The horizontal dashed line at 1% represents the threshold of maximum allowable daily COVID-19 importations.

https://doi.org/10.1371/journal.pgph.0000086.g001

Algorithm parameters

Number of international arrivals.

The number of international arrivals is expressed as the total number of people entering the country (by land or air) per day per 100,000 population of the host country. The number of international arrivals per 100,000 population of the host country varies substantially depending on the country, stage of the pandemic and levels of international travel.

Prevalence of COVID-19.

True prevalence of people infectious with SARS-CoV-2 at a given point in time within a country is difficult to measure given the high incidence of asymptomatic infection, underreporting, and limited diagnostic testing capacity in low resource settings. Therefore, we simplified this parameter in the algorithm by varying COVID-19 prevalence (0.1%, 0.2%, 0.5%, 1%) among imports to model how a change in incidence would influence the Ag-RDT screening strategy.

Ag-RDT sensitivity.

Standard Ag-RDT sensitivity was assumed to be 71% in the base case, as reported in a meta-analysis of 133 clinical and analytical studies evaluating the accuracy of Ag-RDTs [11]. The upper bound of Ag-RDT sensitivity was set at 80%, representing a best-case scenario, based on independent evaluations conducted by the Foundation for Innovative New Diagnostics (FIND) on two WHO approved Ag-RDT tests being made available to LMICs [12, 13]. To address the importance of the SARS-CoV-2 infectiousness profile and viral load trajectory on Ag-RDT performance, the lower bound of test sensitivity set to 50% [11, 14].

RT-PCR testing.

Airline travelers are often required to present proof of a negative COVID-19 RT-PCR test within 48–72 hours of travel depending on the destination country. A certain percentage of infections will be missed due to testing error or insufficient viral load. Based on a simulation model of 100,000 travelers that assessed a 72-hour pre-travel RT-PCR test, 88% of actively infectious travelers were detected, however, this does not include pre-infectious travelers who may still enter a country [15]. Assuming actively infectious travelers represent 78% of all infected travelers with a pre-infectious period of 2 days and an infectious period of 7 days, a 72-hour pre-flight PCR test will detect 69% of all infectious travelers. We have assumed that 100% of passengers traveling by air will have a negative RT-PCR test within 72-hours prior to travel and that 0% of passengers traveling by land will have a negative RT-PCR test within 72-hours prior to travel in this analysis.

Interpretation

The algorithm compared the number of undetected COVID-19 cases that would enter the country under the given conditions with the tolerable number of COVID-19 imports calculated for that level of Rt within the recipient country and determines the minimum proportion of arrivals that would need to be screened.

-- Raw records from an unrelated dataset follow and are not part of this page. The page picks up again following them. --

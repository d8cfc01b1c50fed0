use super::DEALS_COLLECTION;
use crate::cascade::guarded_io::GuardedIo;
use crate::cascade::projection::{Projection, ProjectionError, ProjectionReport};
use crate::event::ChangeEvent;
use crate::store::{Query, WriteOp};
use serde_json::{Map, Value};

/// Cascade identity for the company display-field fan-out.
pub const COMPANY_FANOUT_CASCADE: &str = "company_fanout";

/// Embedded snapshot field maintained on every deal referencing the company.
pub const COMPANY_SNAPSHOT_FIELD: &str = "company_snapshot";

const RELEVANT_FIELDS: &[&str] = &["name", "sector", "city"];

/// Fan-out: when a company's display fields change, push a fresh embedded
/// snapshot into every deal referencing it. Targets come from an indexed
/// capped query only, and writes go through the bounded batch executor;
/// deals whose snapshot is already current are pruned up front, which is the
/// no-op heuristic applied at fan-out granularity.
#[derive(Debug, Clone)]
pub struct CompanyFanout {
    deal_cap: usize,
}

impl Default for CompanyFanout {
    fn default() -> Self {
        Self { deal_cap: 2_000 }
    }
}

impl CompanyFanout {
    /// Overrides the fan-out target cap.
    pub fn with_deal_cap(deal_cap: usize) -> Self {
        Self { deal_cap }
    }
}

impl Projection for CompanyFanout {
    fn cascade_id(&self) -> &str {
        COMPANY_FANOUT_CASCADE
    }

    fn relevant_fields(&self) -> &[&'static str] {
        RELEVANT_FIELDS
    }

    fn apply(
        &self,
        event: &ChangeEvent,
        io: &mut GuardedIo<'_>,
    ) -> Result<ProjectionReport, ProjectionError> {
        let Some(after) = event.after() else {
            // Deal cleanup after a company deletion belongs to the CRUD layer.
            return Ok(io
                .report()
                .with_note("company deleted; embedded snapshots left in place"));
        };
        let company_id = event.path().document_id().to_string();
        let snapshot = build_snapshot(after, event)?;
        let snapshot_value = Value::Object(snapshot.clone());

        let deals = io.query(
            Query::collection(DEALS_COLLECTION, self.deal_cap)
                .where_eq("company_id", company_id.as_str()),
        )?;
        let total = deals.len();
        let stale: Vec<_> = deals
            .into_iter()
            .filter(|deal| deal.field(COMPANY_SNAPSHOT_FIELD) != Some(&snapshot_value))
            .collect();
        let pruned = total - stale.len();

        io.batch_write(&stale, |deal| {
            let mut fields = Map::new();
            fields.insert(COMPANY_SNAPSHOT_FIELD.to_string(), snapshot_value.clone());
            WriteOp::merge(deal.path.clone(), fields)
        })?;

        let mut report = io.report();
        report.writes_skipped += pruned;
        Ok(report)
    }
}

fn build_snapshot(
    after: &Map<String, Value>,
    event: &ChangeEvent,
) -> Result<Map<String, Value>, ProjectionError> {
    let name = after
        .get("name")
        .and_then(Value::as_str)
        .ok_or_else(|| ProjectionError::MalformedDocument {
            path: event.path().render(),
            detail: "company name must be a string".to_string(),
        })?;
    let mut snapshot = Map::new();
    snapshot.insert("name".to_string(), Value::from(name));
    for field in ["sector", "city"] {
        if let Some(value) = after.get(field) {
            snapshot.insert(field.to_string(), value.clone());
        }
    }
    Ok(snapshot)
}
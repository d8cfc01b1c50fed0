//! Worked projections built on the guarded primitives: a full-recompute
//! aggregate, a fan-out, a roster snapshot, and a one-to-one mirror.

pub mod active_salespeople;
pub mod company_fanout;
pub mod location_mirror;
pub mod pipeline_totals;

pub use active_salespeople::{ActiveSalespeople, ACTIVE_SALESPEOPLE_CASCADE};
pub use company_fanout::{CompanyFanout, COMPANY_FANOUT_CASCADE};
pub use location_mirror::{LocationMirror, LOCATION_MIRROR_CASCADE};
pub use pipeline_totals::{PipelineTotals, PipelineValue, PIPELINE_TOTALS_CASCADE};

/// Collection holding deal documents.
pub const DEALS_COLLECTION: &str = "deals";
/// Collection holding company documents.
pub const COMPANIES_COLLECTION: &str = "companies";
/// Collection holding location documents.
pub const LOCATIONS_COLLECTION: &str = "locations";
/// Collection holding per-company derived metrics documents.
pub const COMPANY_METRICS_COLLECTION: &str = "company_metrics";

use crate::document::DocumentPath;

/// Path of the derived metrics document for a company.
pub fn company_metrics_path(company_id: &str) -> DocumentPath {
    DocumentPath::new(COMPANY_METRICS_COLLECTION, company_id)
}
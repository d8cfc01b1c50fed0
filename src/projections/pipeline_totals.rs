use super::{company_metrics_path, DEALS_COLLECTION};
use crate::cascade::guarded_io::GuardedIo;
use crate::cascade::projection::{Projection, ProjectionError, ProjectionReport};
use crate::document::StoredDocument;
use crate::event::ChangeEvent;
use crate::store::Query;
use serde::Serialize;
use serde_json::{json, Map};
use std::collections::BTreeSet;

/// Cascade identity for the pipeline-totals aggregate.
pub const PIPELINE_TOTALS_CASCADE: &str = "pipeline_totals";

/// Aggregate field written onto the company metrics document.
pub const PIPELINE_VALUE_FIELD: &str = "pipeline_value";

const RELEVANT_FIELDS: &[&str] = &["company_id", "stage", "revenue_low", "revenue_high"];
const PIPELINE_STAGE: &str = "pipeline";

/// Derived pipeline totals for one company. `deal_count` counts every
/// qualifying deal; `low`/`high` sum only deals with usable revenue data.
#[derive(Debug, Clone, Copy, PartialEq, Serialize, Default)]
pub struct PipelineValue {
    pub low: f64,
    pub high: f64,
    pub deal_count: u64,
}

/// Recomputes the aggregate from scratch. Pure and order-independent: the
/// same deal set always folds to the same totals, so replays converge.
pub fn recompute_pipeline(deals: &[StoredDocument]) -> PipelineValue {
    let mut value = PipelineValue::default();
    for deal in deals {
        value.deal_count += 1;
        let low = deal.num_field("revenue_low");
        let high = deal.num_field("revenue_high");
        if let (Some(low), Some(high)) = (low, high) {
            value.low += low;
            value.high += high;
        }
    }
    value
}

/// Full-recompute aggregate: any qualifying deal change rereads every
/// pipeline-stage deal of the affected companies and overwrites the
/// aggregate, so the derived document can never drift from its children.
/// Created lazily on the first qualifying event, overwritten on each
/// subsequent one.
#[derive(Debug, Clone)]
pub struct PipelineTotals {
    deal_cap: usize,
}

impl Default for PipelineTotals {
    fn default() -> Self {
        Self { deal_cap: 1_000 }
    }
}

impl PipelineTotals {
    /// Overrides the per-company deal cap.
    pub fn with_deal_cap(deal_cap: usize) -> Self {
        Self { deal_cap }
    }
}

impl Projection for PipelineTotals {
    fn cascade_id(&self) -> &str {
        PIPELINE_TOTALS_CASCADE
    }

    fn relevant_fields(&self) -> &[&'static str] {
        RELEVANT_FIELDS
    }

    fn apply(
        &self,
        event: &ChangeEvent,
        io: &mut GuardedIo<'_>,
    ) -> Result<ProjectionReport, ProjectionError> {
        // A reassigned deal affects both the old and the new company.
        let companies = affected_companies(event)?;
        for company_id in &companies {
            let deals = io.query(
                Query::collection(DEALS_COLLECTION, self.deal_cap)
                    .where_eq("company_id", company_id.as_str())
                    .where_eq("stage", PIPELINE_STAGE),
            )?;
            let value = recompute_pipeline(&deals);
            let mut fields = Map::new();
            fields.insert(
                PIPELINE_VALUE_FIELD.to_string(),
                json!({
                    "low": value.low,
                    "high": value.high,
                    "deal_count": value.deal_count,
                }),
            );
            io.merge_write(&company_metrics_path(company_id), fields)?;
        }
        Ok(io.report())
    }
}

/// Company ids referenced on either side of a deal event, deduplicated.
pub(crate) fn affected_companies(event: &ChangeEvent) -> Result<BTreeSet<String>, ProjectionError> {
    let mut companies = BTreeSet::new();
    for state in [event.before(), event.after()].into_iter().flatten() {
        if let Some(company_id) = state.get("company_id") {
            let company_id =
                company_id
                    .as_str()
                    .ok_or_else(|| ProjectionError::MalformedDocument {
                        path: event.path().render(),
                        detail: "company_id must be a string".to_string(),
                    })?;
            if !company_id.is_empty() {
                companies.insert(company_id.to_string());
            }
        }
    }
    if companies.is_empty() {
        return Err(ProjectionError::MalformedDocument {
            path: event.path().render(),
            detail: "deal names no company_id".to_string(),
        });
    }
    Ok(companies)
}
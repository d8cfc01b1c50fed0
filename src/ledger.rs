use serde::{Deserialize, Serialize};
use thiserror::Error;

/// Priced operation families reported to the ledger.
#[derive(Debug, Clone, Copy, PartialEq, Eq, Serialize, Deserialize)]
pub enum OperationKind {
    PointRead,
    QueryResult,
    DocumentWrite,
    BatchCommit,
}

impl OperationKind {
    /// Canonical label used in diagnostics.
    pub fn as_str(self) -> &'static str {
        match self {
            OperationKind::PointRead => "point_read",
            OperationKind::QueryResult => "query_result",
            OperationKind::DocumentWrite => "document_write",
            OperationKind::BatchCommit => "batch_commit",
        }
    }
}

/// Unit costs per operation kind. Values are abstract cost units, tuned per
/// deployment through the settings surface.
#[derive(Debug, Clone, Copy, PartialEq, Eq, Serialize, Deserialize)]
pub struct CostTable {
    pub point_read: u64,
    pub query_result: u64,
    pub document_write: u64,
    pub batch_commit: u64,
}

impl Default for CostTable {
    fn default() -> Self {
        Self {
            point_read: 1,
            query_result: 1,
            document_write: 5,
            batch_commit: 2,
        }
    }
}

impl CostTable {
    /// Unit cost for one operation of the given kind.
    pub fn cost_of(&self, kind: OperationKind) -> u64 {
        match kind {
            OperationKind::PointRead => self.point_read,
            OperationKind::QueryResult => self.query_result,
            OperationKind::DocumentWrite => self.document_write,
            OperationKind::BatchCommit => self.batch_commit,
        }
    }
}

/// How a cascade reacts when its cost budget is exhausted.
#[derive(Debug, Clone, Copy, PartialEq, Eq, Serialize, Deserialize)]
#[serde(rename_all = "snake_case")]
pub enum BudgetMode {
    /// Log a warning on first overrun, keep going.
    WarnOnly,
    /// Refuse new guarded work; the invocation finishes with what it has.
    SoftStop,
    /// Abort the invocation.
    HardAbort,
}

/// Per-cascade cost budget.
#[derive(Debug, Clone, Copy, PartialEq, Eq, Serialize, Deserialize)]
pub struct CostBudget {
    pub max_cost: u64,
    pub mode: BudgetMode,
}

impl Default for CostBudget {
    fn default() -> Self {
        Self {
            max_cost: 10_000,
            mode: BudgetMode::WarnOnly,
        }
    }
}

/// One priced operation recorded against the invocation.
#[derive(Debug, Clone, Copy, PartialEq, Eq)]
pub struct LedgerEntry {
    pub operation: OperationKind,
    pub units: u64,
    pub cost: u64,
}

/// Per-invocation cost summary emitted with every dispatch outcome.
#[derive(Debug, Clone, Copy, PartialEq, Eq, Serialize)]
pub struct CostSummary {
    pub operation_count: u64,
    pub estimated_cost: u64,
    pub elapsed_ms: u64,
}

/// Transition signalled by [`CostLedger::record`] when the budget threshold
/// is first crossed.
#[derive(Debug, Clone, Copy, PartialEq, Eq)]
pub enum BudgetSignal {
    None,
    /// Warn-only overrun; emitted exactly once per invocation.
    WarnOverrun { estimated_cost: u64, budget: u64 },
    /// Soft stop engaged; emitted exactly once per invocation.
    StopNewWork { estimated_cost: u64, budget: u64 },
}

/// Budget failures raised by the ledger.
#[derive(Debug, Clone, Error, PartialEq, Eq)]
pub enum LedgerError {
    #[error("cost budget exhausted: {estimated_cost} units spent, budget {budget}")]
    BudgetExceeded { estimated_cost: u64, budget: u64 },
    #[error("cost budget soft stop: {estimated_cost} units spent, budget {budget}")]
    BudgetStopRequested { estimated_cost: u64, budget: u64 },
}

/// Accumulates priced operations for one invocation. Created by the
/// dispatcher alongside the execution context and discarded with it.
#[derive(Debug, Clone)]
pub struct CostLedger {
    table: CostTable,
    budget: CostBudget,
    entries: Vec<LedgerEntry>,
    operation_count: u64,
    estimated_cost: u64,
    started_at_ms: u64,
    warned: bool,
    stopped: bool,
}

impl CostLedger {
    pub fn new(table: CostTable, budget: CostBudget, started_at_ms: u64) -> Self {
        Self {
            table,
            budget,
            entries: Vec::new(),
            operation_count: 0,
            estimated_cost: 0,
            started_at_ms,
            warned: false,
            stopped: false,
        }
    }

    /// Gate consulted before starting new guarded work. Fails only once a
    /// soft stop has engaged.
    pub fn admit_new_work(&self) -> Result<(), LedgerError> {
        if self.stopped {
            return Err(LedgerError::BudgetStopRequested {
                estimated_cost: self.estimated_cost,
                budget: self.budget.max_cost,
            });
        }
        Ok(())
    }

    /// Records `units` operations of the given kind and applies the budget
    /// policy. Hard-abort budgets fail here the moment the threshold is
    /// crossed; the other modes report a one-shot transition signal.
    pub fn record(&mut self, kind: OperationKind, units: u64) -> Result<BudgetSignal, LedgerError> {
        let cost = self.table.cost_of(kind).saturating_mul(units);
        self.entries.push(LedgerEntry {
            operation: kind,
            units,
            cost,
        });
        self.operation_count = self.operation_count.saturating_add(units);
        self.estimated_cost = self.estimated_cost.saturating_add(cost);
        if self.estimated_cost <= self.budget.max_cost {
            return Ok(BudgetSignal::None);
        }
        match self.budget.mode {
            BudgetMode::WarnOnly => {
                if self.warned {
                    Ok(BudgetSignal::None)
                } else {
                    self.warned = true;
                    Ok(BudgetSignal::WarnOverrun {
                        estimated_cost: self.estimated_cost,
                        budget: self.budget.max_cost,
                    })
                }
            }
            BudgetMode::SoftStop => {
                if self.stopped {
                    Ok(BudgetSignal::None)
                } else {
                    self.stopped = true;
                    Ok(BudgetSignal::StopNewWork {
                        estimated_cost: self.estimated_cost,
                        budget: self.budget.max_cost,
                    })
                }
            }
            BudgetMode::HardAbort => Err(LedgerError::BudgetExceeded {
                estimated_cost: self.estimated_cost,
                budget: self.budget.max_cost,
            }),
        }
    }

    /// Summary for the invocation as of `now_ms`.
    pub fn summary(&self, now_ms: u64) -> CostSummary {
        CostSummary {
            operation_count: self.operation_count,
            estimated_cost: self.estimated_cost,
            elapsed_ms: now_ms.saturating_sub(self.started_at_ms),
        }
    }

    pub fn entries(&self) -> &[LedgerEntry] {
        &self.entries
    }

    pub fn is_empty(&self) -> bool {
        self.entries.is_empty()
    }

    pub fn estimated_cost(&self) -> u64 {
        self.estimated_cost
    }

    pub fn operation_count(&self) -> u64 {
        self.operation_count
    }

    /// True once a soft stop has engaged.
    pub fn soft_stopped(&self) -> bool {
        self.stopped
    }
}
use super::pipeline_totals::affected_companies;
use super::{company_metrics_path, DEALS_COLLECTION};
use crate::cascade::guarded_io::GuardedIo;
use crate::cascade::projection::{Projection, ProjectionError, ProjectionReport};
use crate::event::ChangeEvent;
use crate::store::Query;
use serde_json::{json, Map, Value};
use std::collections::BTreeSet;

/// Cascade identity for the active-salespeople roster.
pub const ACTIVE_SALESPEOPLE_CASCADE: &str = "active_salespeople";

/// Roster field written onto the company metrics document.
pub const ACTIVE_SALESPEOPLE_FIELD: &str = "active_salespeople";

const RELEVANT_FIELDS: &[&str] = &["company_id", "stage", "owner"];

/// Stages that count as active for roster purposes.
pub const ACTIVE_STAGES: &[&str] = &["lead", "pipeline"];

/// Roster snapshot: the sorted distinct owners of a company's active deals.
/// Rebuilt from scratch on every qualifying change, same as the pipeline
/// aggregate, so duplicate or out-of-order events converge.
#[derive(Debug, Clone)]
pub struct ActiveSalespeople {
    deal_cap: usize,
}

impl Default for ActiveSalespeople {
    fn default() -> Self {
        Self { deal_cap: 1_000 }
    }
}

impl ActiveSalespeople {
    /// Overrides the per-company deal cap.
    pub fn with_deal_cap(deal_cap: usize) -> Self {
        Self { deal_cap }
    }
}

impl Projection for ActiveSalespeople {
    fn cascade_id(&self) -> &str {
        ACTIVE_SALESPEOPLE_CASCADE
    }

    fn relevant_fields(&self) -> &[&'static str] {
        RELEVANT_FIELDS
    }

    fn apply(
        &self,
        event: &ChangeEvent,
        io: &mut GuardedIo<'_>,
    ) -> Result<ProjectionReport, ProjectionError> {
        let companies = affected_companies(event)?;
        for company_id in &companies {
            let active_stages = ACTIVE_STAGES
                .iter()
                .map(|stage| Value::from(*stage))
                .collect();
            let deals = io.query(
                Query::collection(DEALS_COLLECTION, self.deal_cap)
                    .where_eq("company_id", company_id.as_str())
                    .where_in("stage", active_stages),
            )?;
            let mut owners = BTreeSet::new();
            for deal in &deals {
                if let Some(owner) = deal.str_field("owner") {
                    if !owner.is_empty() {
                        owners.insert(owner.to_string());
                    }
                }
            }
            let names: Vec<Value> = owners.into_iter().map(Value::from).collect();
            let count = names.len() as u64;
            let mut fields = Map::new();
            fields.insert(
                ACTIVE_SALESPEOPLE_FIELD.to_string(),
                json!({
                    "names": names,
                    "count": count,
                }),
            );
            io.merge_write(&company_metrics_path(company_id), fields)?;
        }
        Ok(io.report())
    }
}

We evaluated the effect of testing all land entries, all air entries, or a combination of both, assuming all air travelers are entering with proof of a negative COVID-19 RT-PCR test.

Results

The minimum proportion of international arrivals required to be screened using Ag-RDTs at the border to prevent a relative 1% increase in community transmission over a one-month period depends on the total number of daily border crossings per 100,000 population of the recipient country, the prevalence of COVID-19 among arrivals, the proportion traveling into the country by land or air, and Ag-RDT sensitivity. As the Rt within the recipient country decreases, the proportion of international arrivals required to be tested increases. Border Ag-RDT screening alone is insufficient at moderate to high volumes of travel, when COVID-19 prevalence among international arrivals is high, and when Ag-RDT sensitivity is low (Fig 2). When the Rt is greater than one, Ag-RDT screening of border crossings is unnecessary at lower levels of travel volume and/or lower levels of COVID-19 prevalence among international arrivals. Ag-RDTs with higher sensitivities allow for a wider range of parameters in which a simple Ag-RDT screening strategy would be effective at preventing >1% increase in community transmission over a one-month period in the recipient country.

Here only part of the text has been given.